Government spokeswoman Maria Jesus Montero emphasised that these measures are intended to help companies navigate the adverse effects of the ongoing health emergency, as Spain grapples with nearly 40,000 confirmed coronavirus cases and 2,696 deaths, making it one of Europe’s worst-hit countries.

The scheme includes guarantees covering around 80% of unpaid loans for self-employed individuals and small and medium-sized enterprises (SMEs), constituting the majority of Spanish businesses. These sectors will receive half of the initial tranche of credit lines.

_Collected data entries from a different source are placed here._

use std::fmt;
use std::str::FromStr;
use std::sync::Arc;

use anyhow::{anyhow, bail, Context, Result};
use serde::{Deserialize, Serialize};
use solana_sdk::pubkey::Pubkey;

#[derive(Debug, Clone, Copy, Serialize, Deserialize, PartialEq, Eq, Hash, PartialOrd, Ord)]
#[serde(rename_all = "lowercase")]
pub enum Side {
    Buy,
    Sell,
}

impl Side {
    pub fn label(&self) -> &'static str {
        match self {
            Side::Buy => "Buy",
            Side::Sell => "Sell",
        }
    }

    /// Wire value used by the dex program (bid = 0, ask = 1).
    pub fn wire(&self) -> u32 {
        match self {
            Side::Buy => 0,
            Side::Sell => 1,
        }
    }
}

impl fmt::Display for Side {
    fn fmt(&self, f: &mut fmt::Formatter<'_>) -> fmt::Result {
        match self {
            Side::Buy => f.write_str("buy"),
            Side::Sell => f.write_str("sell"),
        }
    }
}

#[derive(Debug, Clone, Copy, Serialize, Deserialize, PartialEq, Eq)]
#[serde(rename_all = "lowercase")]
pub enum OrderType {
    Limit,
    #[serde(rename = "ioc")]
    ImmediateOrCancel,
    #[serde(rename = "postOnly")]
    PostOnly,
}

impl OrderType {
    pub fn wire(&self) -> u32 {
        match self {
            OrderType::Limit => 0,
            OrderType::ImmediateOrCancel => 1,
            OrderType::PostOnly => 2,
        }
    }
}

/// Order identifiers are 128-bit book keys; keep them as integers end to end.
#[derive(Debug, Clone, Copy, PartialEq, Eq, Hash, PartialOrd, Ord, Serialize, Deserialize)]
pub struct OrderId(pub u128);

impl OrderId {
    /// Price component of the key (upper 64 bits), in price lots.
    pub fn price_lots(&self) -> u64 {
        (self.0 >> 64) as u64
    }
}

impl fmt::Display for OrderId {
    fn fmt(&self, f: &mut fmt::Formatter<'_>) -> fmt::Result {
        write!(f, "{}", self.0)
    }
}

impl FromStr for OrderId {
    type Err = anyhow::Error;

    fn from_str(s: &str) -> Result<Self> {
        let v = s
            .trim()
            .parse::<u128>()
            .with_context(|| format!("parse order id '{}'", s))?;
        Ok(OrderId(v))
    }
}

impl From<u128> for OrderId {
    fn from(v: u128) -> Self {
        OrderId(v)
    }
}

/// Market entry as stored in user configuration (string addresses).
#[derive(Debug, Clone, Serialize, Deserialize, PartialEq, Eq)]
#[serde(rename_all = "camelCase")]
pub struct CustomMarketInfo {
    pub address: String,
    pub name: String,
    pub program_id: String,
    #[serde(default, skip_serializing_if = "Option::is_none")]
    pub base_label: Option<String>,
    #[serde(default, skip_serializing_if = "Option::is_none")]
    pub quote_label: Option<String>,
}

#[derive(Debug, Clone, PartialEq, Eq)]
pub struct MarketInfo {
    pub address: Pubkey,
    pub program_id: Pubkey,
    pub name: String,
    pub deprecated: bool,
    pub base_label: Option<String>,
    pub quote_label: Option<String>,
}

/// Splits `BASE/QUOTE` into its halves; both must be non-empty.
pub fn split_market_name(name: &str) -> Option<(&str, &str)> {
    let (base, quote) = name.split_once('/')?;
    if base.is_empty() || quote.is_empty() || quote.contains('/') {
        return None;
    }
    Some((base, quote))
}

impl MarketInfo {
    pub fn new(address: Pubkey, program_id: Pubkey, name: impl Into<String>) -> Result<Self> {
        let name = name.into();
        if split_market_name(&name).is_none() {
            bail!("market name '{}' is not of the form BASE/QUOTE", name);
        }
        Ok(Self {
            address,
            program_id,
            name,
            deprecated: false,
            base_label: None,
            quote_label: None,
        })
    }

    pub fn deprecated(mut self, deprecated: bool) -> Self {
        self.deprecated = deprecated;
        self
    }

    pub fn base(&self) -> &str {
        split_market_name(&self.name).map(|(b, _)| b).unwrap_or("")
    }

    pub fn quote(&self) -> &str {
        split_market_name(&self.name).map(|(_, q)| q).unwrap_or("")
    }

    pub fn base_display(&self) -> &str {
        self.base_label.as_deref().unwrap_or_else(|| self.base())
    }

    pub fn quote_display(&self) -> &str {
        self.quote_label.as_deref().unwrap_or_else(|| self.quote())
    }
}

impl TryFrom<&CustomMarketInfo> for MarketInfo {
    type Error = anyhow::Error;

    fn try_from(custom: &CustomMarketInfo) -> Result<Self> {
        let address = Pubkey::from_str(&custom.address)
            .map_err(|e| anyhow!("invalid market address '{}': {}", custom.address, e))?;
        let program_id = Pubkey::from_str(&custom.program_id)
            .map_err(|e| anyhow!("invalid program id '{}': {}", custom.program_id, e))?;
        let mut info = MarketInfo::new(address, program_id, custom.name.clone())?;
        info.base_label = custom.base_label.clone();
        info.quote_label = custom.quote_label.clone();
        Ok(info)
    }
}

/// Decoded live market state. Replaced wholesale whenever the selected pair changes.
#[derive(Debug, Clone, PartialEq)]
pub struct MarketHandle {
    pub info: MarketInfo,
    pub base_mint: Pubkey,
    pub quote_mint: Pubkey,
    pub base_decimals: u8,
    pub quote_decimals: u8,
    pub base_vault: Pubkey,
    pub quote_vault: Pubkey,
    pub request_queue: Pubkey,
    pub event_queue: Pubkey,
    pub bids: Pubkey,
    pub asks: Pubkey,
    pub vault_signer_nonce: u64,
    pub base_lot_size: u64,
    pub quote_lot_size: u64,
    pub fee_rate_bps: u64,
}

impl MarketHandle {
    pub fn validate(self) -> Result<Self> {
        if self.base_lot_size == 0 {
            bail!("market {} has zero base lot size", self.info.address);
        }
        if self.quote_lot_size == 0 {
            bail!("market {} has zero quote lot size", self.info.address);
        }
        Ok(self)
    }

    pub fn address(&self) -> &Pubkey {
        &self.info.address
    }

    pub fn program_id(&self) -> &Pubkey {
        &self.info.program_id
    }

    pub fn name(&self) -> &str {
        &self.info.name
    }

    /// True when `token` is the base asset according to the market name.
    pub fn is_base_token(&self, token: &str) -> bool {
        self.info.base() == token
    }

    fn base_factor(&self) -> f64 {
        10f64.powi(self.base_decimals as i32)
    }

    fn quote_factor(&self) -> f64 {
        10f64.powi(self.quote_decimals as i32)
    }

    pub fn price_lots_to_number(&self, lots: u64) -> f64 {
        (lots as f64 * self.quote_lot_size as f64 * self.base_factor())
            / (self.base_lot_size as f64 * self.quote_factor())
    }

    pub fn price_number_to_lots(&self, price: f64) -> u64 {
        let lots = (price * self.quote_factor() * self.base_lot_size as f64)
            / (self.base_factor() * self.quote_lot_size as f64);
        lots.round().max(0.0) as u64
    }

    pub fn base_size_lots_to_number(&self, lots: u64) -> f64 {
        lots as f64 * self.base_lot_size as f64 / self.base_factor()
    }

    pub fn base_size_number_to_lots(&self, size: f64) -> u64 {
        (size * self.base_factor() / self.base_lot_size as f64)
            .round()
            .max(0.0) as u64
    }

    pub fn base_native_to_number(&self, native: u64) -> f64 {
        native as f64 / self.base_factor()
    }

    pub fn quote_native_to_number(&self, native: u64) -> f64 {
        native as f64 / self.quote_factor()
    }

    pub fn tick_size(&self) -> f64 {
        self.price_lots_to_number(1)
    }

    pub fn min_order_size(&self) -> f64 {
        self.base_size_lots_to_number(1)
    }
}

#[derive(Debug, Clone, Copy, PartialEq, Serialize, Deserialize)]
pub struct Level {
    pub price: f64,
    pub size: f64,
    pub price_lots: u64,
    pub size_lots: u64,
}

#[derive(Debug, Clone)]
pub struct Order {
    pub order_id: OrderId,
    pub client_id: u64,
    pub side: Side,
    pub price: f64,
    pub size: f64,
    pub open_orders: Pubkey,
    pub market: Arc<MarketHandle>,
    pub market_name: String,
}

#[derive(Debug, Clone, PartialEq, Eq)]
pub struct TokenAccount {
    pub pubkey: Pubkey,
    pub effective_mint: Pubkey,
    pub amount: u64,
    pub decimals: u8,
}

impl TokenAccount {
    pub fn ui_amount(&self) -> f64 {
        self.amount as f64 / 10f64.powi(self.decimals as i32)
    }
}

/// Largest account holding `mint` that can fund an order. The wallet's native lamport
/// entry is keyed by `owner` itself and is skipped.
pub fn funding_account_for_mint<'a>(
    accounts: &'a [TokenAccount],
    mint: &Pubkey,
    owner: &Pubkey,
) -> Option<&'a TokenAccount> {
    accounts
        .iter()
        .filter(|a| &a.effective_mint == mint && &a.pubkey != owner)
        .max_by_key(|a| a.amount)
}

#[derive(Debug, Clone, PartialEq)]
pub struct PlaceOrderRequest {
    pub side: Side,
    pub price: f64,
    pub size: f64,
    pub order_type: OrderType,
    pub base_account: Option<Pubkey>,
    pub quote_account: Option<Pubkey>,
    pub client_order_id: u64,
}

#[derive(Debug, Clone, PartialEq, Eq)]
pub struct OrderAck {
    pub signature: String,
    pub open_orders: Pubkey,
    pub client_order_id: u64,
}

#[derive(Debug, Clone, Copy, PartialEq, Eq, Serialize, Deserialize)]
#[serde(rename_all = "lowercase")]
pub enum NotifyLevel {
    Info,
    Success,
    Error,
}

#[derive(Debug, Clone, PartialEq, Eq, Serialize, Deserialize)]
pub struct Notification {
    pub level: NotifyLevel,
    pub message: String,
    pub description: Option<String>,
}

impl Notification {
    pub fn error(message: impl Into<String>, description: Option<String>) -> Self {
        Self {
            level: NotifyLevel::Error,
            message: message.into(),
            description,
        }
    }

    pub fn success(message: impl Into<String>, description: Option<String>) -> Self {
        Self {
            level: NotifyLevel::Success,
            message: message.into(),
            description,
        }
    }
}

pub fn new_client_order_id() -> u64 {
    use std::time::{SystemTime, UNIX_EPOCH};
    SystemTime::now()
        .duration_since(UNIX_EPOCH)
        .map(|d| d.as_nanos() as u64)
        .unwrap_or_default()
}
use super::now_millis;
use crate::{
    auth::reject_non_admins,
    documents::{self, Collection, Filter},
    domain::{Document, DocumentId, UserEmail},
    email_client::EmailClient,
    notifications::{notify, Notification},
    utils::ApiError,
};
use actix_web::{
    delete, get,
    middleware::from_fn,
    patch, put,
    web::{Data, Json, Path},
    HttpResponse,
};
use serde_json::Value;
use sqlx::PgPool;
use tracing::Span;

const EMAIL: [&str; 1] = ["email"];
const STATUS: [&str; 1] = ["status"];
/// Status a user sets when asking an admin for a different role.
const REQUESTED_STATUS: &str = "Requested";

/// Register a user on first login.
///
/// A returning user gets their stored document back, unless they are asking
/// for a role change, which only updates `status`.
#[put("/user")]
#[tracing::instrument(
    name = "Saving a user",
    skip(body, pool, email_client),
    fields(user_email = tracing::field::Empty)
)]
pub async fn save_user(
    body: Json<Value>,
    pool: Data<PgPool>,
    email_client: Data<EmailClient>,
) -> Result<HttpResponse, ApiError> {
    let mut user = Document::parse(body.into_inner()).map_err(ApiError::Validation)?;
    let email = user
        .str_at(&EMAIL)
        .ok_or_else(|| ApiError::Validation("A user needs an `email`.".into()))?;
    let email = UserEmail::parse(email.to_owned()).map_err(ApiError::Validation)?;
    Span::current().record("user_email", tracing::field::display(&email));

    let filter = Filter::field(&EMAIL, email.as_ref());
    if let Some(existing) = documents::find_one(pool.get_ref(), Collection::Users, &filter).await? {
        if user.str_at(&STATUS) != Some(REQUESTED_STATUS) {
            return Ok(HttpResponse::Ok().json(existing));
        }

        let mut patch = Document::default();
        patch.insert("status", REQUESTED_STATUS);
        let result = documents::update_one(pool.get_ref(), Collection::Users, &filter, patch).await?;
        return Ok(HttpResponse::Ok().json(result));
    }

    user.insert("timestamp", now_millis());
    let result = documents::upsert_user(pool.get_ref(), user).await?;
    if result.upserted_id.is_some() {
        notify(&email_client, &email, Notification::welcome()).await;
    }

    Ok(HttpResponse::Ok().json(result))
}

#[get("/user/{email}")]
#[tracing::instrument(name = "Get a user", skip(pool))]
pub async fn get_user(path: Path<String>, pool: Data<PgPool>) -> Result<HttpResponse, ApiError> {
    let email = path.into_inner();
    let user = documents::find_one(
        pool.get_ref(),
        Collection::Users,
        &Filter::field(&EMAIL, &email),
    )
    .await?;

    Ok(HttpResponse::Ok().json(user))
}

#[get("/users", wrap = "from_fn(reject_non_admins)")]
#[tracing::instrument(name = "List users", skip(pool))]
pub async fn list_users(pool: Data<PgPool>) -> Result<HttpResponse, ApiError> {
    let users = documents::find(pool.get_ref(), Collection::Users, &Filter::All).await?;
    Ok(HttpResponse::Ok().json(users))
}

/// Admins use this to settle role requests; `timestamp` is refreshed.
#[patch("/users/update/{email}", wrap = "from_fn(reject_non_admins)")]
#[tracing::instrument(name = "Update a user", skip(body, pool))]
pub async fn update_user(
    path: Path<String>,
    body: Json<Value>,
    pool: Data<PgPool>,
) -> Result<HttpResponse, ApiError> {
    let email = path.into_inner();
    let mut patch = Document::parse(body.into_inner()).map_err(ApiError::Validation)?;
    patch.insert("timestamp", now_millis());

    let result = documents::update_one(
        pool.get_ref(),
        Collection::Users,
        &Filter::field(&EMAIL, &email),
        patch,
    )
    .await?;

    Ok(HttpResponse::Ok().json(result))
}

#[delete("/users/{id}", wrap = "from_fn(reject_non_admins)")]
#[tracing::instrument(name = "Delete a user", skip(pool))]
pub async fn delete_user(path: Path<String>, pool: Data<PgPool>) -> Result<HttpResponse, ApiError> {
    let id = DocumentId::parse(&path.into_inner()).map_err(ApiError::Validation)?;
    let result = documents::delete_one(pool.get_ref(), Collection::Users, &Filter::Id(id)).await?;

    Ok(HttpResponse::Ok().json(result))
}
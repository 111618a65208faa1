use crate::{
    domain::{PersonName, UserEmail},
    email_client::EmailClient,
};

/// An email the marketplace sends on its own behalf.
pub struct Notification {
    pub subject: String,
    pub html_body: String,
    pub text_body: String,
}

impl Notification {
    pub fn welcome() -> Self {
        let message = "Reliable Workers, Right at Your Doorstep. Thanks \u{1F33C}";
        Self {
            subject: "Welcome to Neighbourly".into(),
            html_body: format!("<p>{message}</p>"),
            text_body: message.into(),
        }
    }

    pub fn booking_confirmed() -> Self {
        let message = "You've successfully booked a service through Neighbourly. \
            Worker is on the way toward your address. Thank You \u{1F91D}";
        Self {
            subject: "Booking Successfull".into(),
            html_body: format!("<p>{message}</p>"),
            text_body: message.into(),
        }
    }

    pub fn worker_booked(resident: &PersonName) -> Self {
        let message = format!(
            "Hurry Up! Get ready to go {}'s address. \u{1F973}",
            resident.as_ref()
        );
        Self {
            subject: "Yay! You are booked!".into(),
            html_body: format!("<p>{message}</p>"),
            text_body: message,
        }
    }
}

/// Deliver a notification, logging instead of failing.
///
/// Notifications follow a write that already succeeded, so a delivery problem
/// never changes the response.
#[tracing::instrument(
    name = "Sending a notification",
    skip(email_client, notification),
    fields(subject = %notification.subject)
)]
pub async fn notify(email_client: &EmailClient, recipient: &UserEmail, notification: Notification) {
    if let Err(e) = email_client
        .send_email(
            recipient,
            &notification.subject,
            &notification.html_body,
            &notification.text_body,
        )
        .await
    {
        tracing::error!(
            error.cause_chain = ?e,
            error.message = %e,
            "Failed to deliver a notification.",
        );
    }
}
use crate::{
    auth::{CookiePolicy, TokenKeys},
    config::Settings,
    email_client::EmailClient,
    routes::*,
    utils::ApiError,
};
use actix_cors::Cors;
use actix_web::{dev::Server, http::header, web, web::Data, HttpServer};
use core::net::SocketAddr;
use sqlx::PgPool;
use std::net::TcpListener;
use tracing_actix_web::TracingLogger;

pub struct App {
    server: Server,
    socket_addr: SocketAddr,
}

impl App {
    pub async fn build(config: &Settings) -> anyhow::Result<Self> {
        // create the app dependencies
        let listener =
            TcpListener::bind((config.application.host.clone(), config.application.port))?;
        let socket_addr = listener.local_addr()?;
        let db_pool = config.database.get_db_pool();
        let email_client = config.email_client.client().map_err(anyhow::Error::msg)?;
        let token_keys = config.auth.keys();
        let cookie_policy = CookiePolicy {
            secure: config.application.secure_cookies,
        };

        // create the app runner
        let server = Self::get_server_runner(
            listener,
            db_pool,
            email_client,
            token_keys,
            cookie_policy,
            config.cors.allowed_origins.clone(),
        )?;

        Ok(Self {
            server,
            socket_addr,
        })
    }

    fn get_server_runner(
        listener: TcpListener,
        db_pool: PgPool,
        email_client: EmailClient,
        token_keys: TokenKeys,
        cookie_policy: CookiePolicy,
        allowed_origins: Vec<String>,
    ) -> anyhow::Result<Server> {
        let db_pool = Data::new(db_pool);
        let email_client = Data::new(email_client);
        let token_keys = Data::new(token_keys);
        let cookie_policy = Data::new(cookie_policy);
        let json_config = web::JsonConfig::default()
            .error_handler(|e, _req| ApiError::Validation(e.to_string()).into());

        let server = HttpServer::new(move || {
            actix_web::App::new()
                .wrap(cors(&allowed_origins))
                .wrap(TracingLogger::default())
                .service(home)
                .service(health_check)
                .service(issue_token)
                .service(logout)
                .service(save_user)
                .service(get_user)
                .service(list_users)
                .service(update_user)
                .service(delete_user)
                .service(create_service)
                .service(list_services)
                .service(get_service)
                .service(my_listings)
                .service(delete_service)
                .service(update_service)
                .service(create_booking)
                .service(my_bookings)
                .service(manage_bookings)
                .service(delete_booking)
                .app_data(json_config.clone())
                .app_data(Data::clone(&db_pool))
                .app_data(Data::clone(&email_client))
                .app_data(Data::clone(&token_keys))
                .app_data(Data::clone(&cookie_policy))
        })
        .listen(listener)?
        .run();

        Ok(server)
    }

    pub fn addr(&self) -> SocketAddr {
        self.socket_addr
    }

    pub async fn run_until_stopped(self) -> anyhow::Result<()> {
        self.server.await?;
        Ok(())
    }
}

/// Front-ends on the allowed origins may call the API with the token cookie.
fn cors(allowed_origins: &[String]) -> Cors {
    allowed_origins
        .iter()
        .fold(Cors::default(), |cors, origin| cors.allowed_origin(origin))
        .allowed_methods(vec!["GET", "POST", "PUT", "PATCH", "DELETE"])
        .allowed_headers(vec![header::CONTENT_TYPE, header::ACCEPT])
        .supports_credentials()
        .max_age(3600)
}
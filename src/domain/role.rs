use std::fmt::Display;

#[derive(Debug, Clone, Copy, PartialEq, Eq)]
pub enum Role {
    Admin,
    Worker,
    Resident,
}

impl Role {
    pub fn as_str(&self) -> &'static str {
        match self {
            Role::Admin => "admin",
            Role::Worker => "worker",
            Role::Resident => "resident",
        }
    }
}

impl Display for Role {
    fn fmt(&self, f: &mut std::fmt::Formatter<'_>) -> std::fmt::Result {
        f.write_str(self.as_str())
    }
}

impl TryFrom<&str> for Role {
    type Error = String;

    fn try_from(s: &str) -> Result<Self, Self::Error> {
        match s {
            "admin" => Ok(Role::Admin),
            "worker" => Ok(Role::Worker),
            "resident" => Ok(Role::Resident),
            other => Err(format!("{other} is not a known role.")),
        }
    }
}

For larger companies, the guarantees will cover 70% of potential losses from new loans and 60% of unpaid renewed credit lines, with the guarantees applicable for up to five years.

Although the interest rate policy on loans has not been finalised, Montero emphasised that the primary concern is not interest rates but rather risk sharing.

The Spanish initiative mirrors similar efforts in Germany, where the government is offering extensive loan guarantees through the KfW bank, tailored to support businesses of all sizes.

As European governments mobilise substantial spending packages to counter the economic impact of the pandemic, the European Central Bank has pledged emergency measures, including bond purchases exceeding a trillion euros and loans for banks to facilitate lending to small businesses.

The measures reflect a concerted effort by European authorities to bolster economic resilience amidst the unprecedented challenges posed by the coronavirus outbreak.